Find the string "escaped" in the records. Copy every line it appears in.
─── Entries shown
/// 插件 ID 会直接作为目录名，只能是单个普通路径段
pub(super) fn validate_plugin_id(plugin_id: &str) -> Result<(), InstallError> {
    let valid = !plugin_id.is_empty()
        && plugin_id != "."
        && plugin_id != ".."
        && !plugin_id.contains(['/', '\\', '\0'])
        && !Path::new(plugin_id).is_absolute();

    if valid {
        Ok(())
    } else {
        Err(InstallError::InvalidPluginId {
            plugin_id: plugin_id.to_string(),
        })
    }
}

/// 绝对路径或以 `..` 开头的条目名
fn is_escaping_name(name: &str) -> bool {
    let path = Path::new(name);
    path.is_absolute()
        || name.starts_with('/')
        || name.starts_with('\\')
        || matches!(path.components().next(), Some(Component::ParentDir))
}

/// 改写顶层目录；没有顶层目录的条目直接放在插件目录下
fn rewrite_entry_name(plugin_id: &str, name: &str) -> String {
    if BUILD_PREFIX.is_match(name) {
        BUILD_PREFIX
            .replace(name, regex::NoExpand(&format!("{}/", plugin_id)))
            .into_owned()
    } else {
        format!("{}/{}", plugin_id, name)
    }
}

/// 计算条目的目标路径，结果不在 `<dest_dir>/<plugin_id>` 内时返回 None
fn resolve_entry_path(dest_dir: &Path, plugin_id: &str, name: &str) -> Option<PathBuf> {
    let install_dir = normalize(&dest_dir.join(plugin_id));
    let target = normalize(&dest_dir.join(rewrite_entry_name(plugin_id, name)));
    target.starts_with(&install_dir).then_some(target)
}

/// 词法上规范化路径（处理 `.` 和 `..`，不访问文件系统）
fn normalize(path: &Path) -> PathBuf {
    let mut out = PathBuf::new();
    for component in path.components() {
        match component {
            Component::CurDir => {}
            Component::ParentDir => {
                out.pop();
            }
            other => out.push(other.as_os_str()),
        }
    }
    out
}

/// 目标路径已存在的最深祖先（可能是目标本身）经符号链接解析后必须仍在插件目录内
fn ensure_on_disk_containment(
    install_dir: &Path,
    target: &Path,
    entry_name: &str,
) -> Result<(), InstallError> {
    let root = match fs::canonicalize(install_dir) {
        Ok(root) => root,
        // 插件目录还没创建，其中不可能有符号链接
        Err(e) if e.kind() == io::ErrorKind::NotFound => return Ok(()),
        Err(e) => return Err(e.into()),
    };

    let mut existing = target;
    while fs::symlink_metadata(existing).is_err() {
        match existing.parent() {
            Some(parent) if parent.starts_with(install_dir) => existing = parent,
            _ => return Ok(()),
        }
    }

    let escaped = match fs::canonicalize(existing) {
        Ok(resolved) => !resolved.starts_with(&root),
        // 悬空的符号链接
        Err(_) => true,
    };
    if escaped {
        return Err(InstallError::PathEscape {
            entry: entry_name.to_string(),
            destination: install_dir.to_path_buf(),
        });
    }
    Ok(())
}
──────
Reply to the task
    let escaped = match fs::canonicalize(existing) {
    if escaped {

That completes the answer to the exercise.